In January, scientists at Argonne National Laboratory in Illinois began working with Columbus, Ohio-based industrial tech organization EWI, GE Research, and GKN Aerospace on a two-year U.S. Department of Energy-funded project to develop a better way to manufacture airplanes by leveraging machine learning techniques. Their goal is to reduce the number of pricey experiments and simulations, thus saving time and resources.

“Each one of us are coming up with a specific and unique set of tools to improve aerostructure manufacturing,” Prasanna Balaprakash, Argonne computational scientist, told Centered. “Our national lab has a specific set of tools and technologies — in particular, machine learning and supercomputing capabilities.”

Industrial issue

The research focuses on manufacturing aircraft parts with aluminum-lithium alloys, which are attractive for aerostructure manufacturing because of their excellent stiffness and strength. That helps a plane withstand daily rigors such as turbulence. Yet the alloys also are lightweight, which helps to reduce fuel consumption. 

Each aircraft component is manufactured individually and then welded to other components to create the full-scale product. Manufacturers have to optimize the production and welding processes for each part. But the optimization process itself exhibits inefficiencies. 

Operators try different settings on the manufacturing equipment for each component and examine how the tweaks affect qualities such as stiffness and strength. 

“It’s a very trial-and-error process which requires not only time but also resources,” Balaprakash said. “If you do something wrong, the part that you tried to manufacture may not be used.” 

Increasing efficiencies

The team is working to develop an automated process to reduce the trial-and-error nature of machine optimization for each component. They aim to use machine learning — the process a computer uses to train itself to find the best solutions to a particular question — so the system quickly reaches conclusions about optimal manufacturing settings instead of a human having to program and test all possible settings. 

The scientists input real-world aircraft part manufacturing data covering various parameters and conditions to create a predictive model. The computer learns the relationship between data inputs and outputs from the real-world experiments and uses that as a computational model to predict the best manufacturing settings. 

“It’s pretty much like how you buy products on Amazon: You buy certain products and based on that you get recommendations,” Balaprakash said. “Or you watch certain movies on Netflix and based on that you get a recommendation.” 

The computer can try millions of different combinations in seconds and at a fraction of the cost of traditional optimization.

Balaprakash and his Argonne colleagues have spent about three years developing an open-source machine learning platform called DeepHyper. They’re using DeepHyper and supercomputers to automatically come up with the right predictive model for the airplane manufacturing project, instead of a human laboriously trying to identify the right algorithm.
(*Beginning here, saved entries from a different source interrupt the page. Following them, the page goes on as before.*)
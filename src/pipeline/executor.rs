//! Pipeline executor.
//!
//! The original design forks one child per stage, built-ins included, so
//! that every stage gets properly wired stdio. Raw `fork()` is unsound on a
//! multi-threaded async runtime, so this keeps the semantics it actually
//! cares about — external binaries see real, piped stdio; built-ins see a
//! fresh destination for their output; a line starting with `name` bypasses
//! the whole mechanism — while replacing the mechanism itself: external
//! stages become real child processes (`tokio::process::Command`) chained
//! by `tokio::io::copy` tasks, and built-ins dispatch in-process, writing
//! straight to the issuing session's own socket rather than through
//! whatever stdio a neighbouring stage set up.
//!
//! Every inter-stage link is still tracked in the descriptor registry for
//! the duration it's open, and untracked once its copy task drains to EOF,
//! so the "every pipe the executor ever opens is closed before it returns"
//! invariant holds the same way it would for real process pipes.

use super::PipelineStage;
use crate::{
    context::ServerContext,
    descriptor::DescriptorKind,
    error::ChatError,
    handlers::{dispatch, HandlerCtx},
    session::Session,
};
use std::{process::Stdio, sync::Arc};
use tokio::{
    io::{AsyncBufReadExt, BufReader},
    process::{Child, Command},
};

/// Whitespace-split, bounded the same way the original `argv` build was
/// (20 slots including the command name).
fn build_argv(arg_tail: Option<&str>) -> Vec<String> {
    arg_tail
        .map(|t| t.split_whitespace().map(str::to_string).take(19).collect())
        .unwrap_or_default()
}

pub async fn execute(
    server: &Arc<ServerContext>,
    session: &Arc<Session>,
    stages: Vec<PipelineStage>,
) -> Result<i32, ChatError> {
    if stages.is_empty() {
        return Ok(0);
    }

    // A line whose first stage is `name` bypasses the pipeline outright;
    // everything after it is dropped along with the rest of the line.
    if stages[0].command.name() == "name" {
        let ctx = HandlerCtx {
            server: Arc::clone(server),
            session: Arc::clone(session),
        };
        return dispatch(&ctx, "name", stages[0].arg_tail.as_deref()).await;
    }

    let n = stages.len();
    let mut results = vec![0i32; n];
    let mut copy_tasks = Vec::new();
    let mut forward_tasks = Vec::new();
    let mut children: Vec<(usize, Child)> = Vec::new();
    let mut pending_stdout: Option<tokio::process::ChildStdout> = None;

    for (i, stage) in stages.iter().enumerate() {
        if !stage.command.is_external() {
            let ctx = HandlerCtx {
                server: Arc::clone(server),
                session: Arc::clone(session),
            };
            results[i] = dispatch(&ctx, stage.command.name(), stage.arg_tail.as_deref()).await?;
            // Built-ins never consume a neighbour's stdout; a pipe arriving
            // here just dead-ends, same as the original "fresh stdout" rule.
            pending_stdout = None;
            continue;
        }

        let has_external_successor = stages.get(i + 1).map_or(false, |s| s.command.is_external());

        let mut cmd = Command::new(stage.command.fullname());
        cmd.args(build_argv(stage.arg_tail.as_deref()));
        cmd.stdout(Stdio::piped());
        cmd.stdin(if pending_stdout.is_some() {
            Stdio::piped()
        } else {
            Stdio::null()
        });

        let mut child = cmd.spawn().map_err(ChatError::Io)?;

        if let Some(mut prev_stdout) = pending_stdout.take() {
            let mut stdin = child.stdin.take().expect("stdin was piped");
            let entry = server.descriptors.track(None, None, DescriptorKind::Pipe);
            let server = Arc::clone(server);
            copy_tasks.push(tokio::spawn(async move {
                let _ = tokio::io::copy(&mut prev_stdout, &mut stdin).await;
                drop(stdin);
                server.descriptors.close_one(entry);
            }));
        }

        let stdout = child.stdout.take().expect("stdout was piped");
        if has_external_successor {
            pending_stdout = Some(stdout);
        } else {
            let session = Arc::clone(session);
            forward_tasks.push(tokio::spawn(async move {
                let mut lines = BufReader::new(stdout).lines();
                while let Ok(Some(line)) = lines.next_line().await {
                    session.send(line);
                }
            }));
        }

        children.push((i, child));
    }

    for task in copy_tasks {
        let _ = task.await;
    }
    for task in forward_tasks {
        let _ = task.await;
    }
    for (i, mut child) in children {
        let status = child.wait().await.map_err(ChatError::Io)?;
        results[i] = if status.success() { 0 } else { -1 };
    }

    Ok(results[n - 1])
}

#[cfg(test)]
mod tests {
    use super::*;
    use crate::{
        command::{Command as RegCommand, CommandKind, HandlerContext},
        session::OutboxMsg,
        store::MemoryStore,
    };
    use tokio::sync::mpsc;

    fn ctx_session() -> (Arc<Session>, mpsc::UnboundedReceiver<OutboxMsg>) {
        let (tx, rx) = mpsc::unbounded_channel();
        let session = Arc::new(Session::new(
            "127.0.0.1:1".parse().unwrap(),
            "127.0.0.1:2".parse().unwrap(),
            tx,
        ));
        (session, rx)
    }

    async fn recv_line(rx: &mut mpsc::UnboundedReceiver<OutboxMsg>) -> String {
        match rx.recv().await.unwrap() {
            OutboxMsg::Line(s) | OutboxMsg::Raw(s) => s,
        }
    }

    fn stage_for(name: &str, fullname: &str, external: bool, arg_tail: Option<&str>) -> PipelineStage {
        let kind = if external {
            CommandKind::External
        } else {
            CommandKind::Builtin(HandlerContext::Session)
        };
        PipelineStage {
            command: RegCommand::for_test(name, fullname, kind),
            arg_tail: arg_tail.map(str::to_string),
        }
    }

    #[tokio::test]
    async fn single_external_stage_forwards_output_to_session() {
        let server = Arc::new(ServerContext::new(Default::default(), Box::new(MemoryStore::new())));
        let (session, mut rx) = ctx_session();
        session.set_name("alice").await;

        let stages = vec![stage_for("echo", "/bin/echo", true, Some("hello"))];
        let status = execute(&server, &session, stages).await.unwrap();
        assert_eq!(status, 0);
        assert_eq!(recv_line(&mut rx).await, "hello");
    }

    #[tokio::test]
    async fn name_as_first_stage_bypasses_the_rest_of_the_line() {
        let server = Arc::new(ServerContext::new(Default::default(), Box::new(MemoryStore::new())));
        let (session, mut rx) = ctx_session();
        session.set_name("alice").await;

        let stages = vec![
            stage_for("name", "name", false, Some("bob")),
            stage_for("who", "who", false, None),
        ];
        execute(&server, &session, stages).await.unwrap();
        assert_eq!(session.name().await, "bob");
        assert_eq!(recv_line(&mut rx).await, "Welcome bob!");
        assert!(rx.try_recv().is_err());
    }
}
“Instead of having 100 trials to get it right, you can do it in, let’s say, 10,” Balaprakash said. “We can reduce the energy and resources involved … if we manage to do this with a predictive model.”

Transformative technology

The research has the potential to be transformational for manufacturing efficiency. Many industrial processes already incorporate machine learning, but not at the scale of this project. 

“What is important is our ability to use the supercomputers at Argonne to do this,” Balaprakash said. “It was not possible before, and these types of resources were not available to the manufacturing industry before.”

The algorithm being developed is specific to aircraft manufacturing. However, the researchers say the machine learning optimization concept can apply to other industrial sectors and manufacturing processes to improve their efficiency and resource conservation.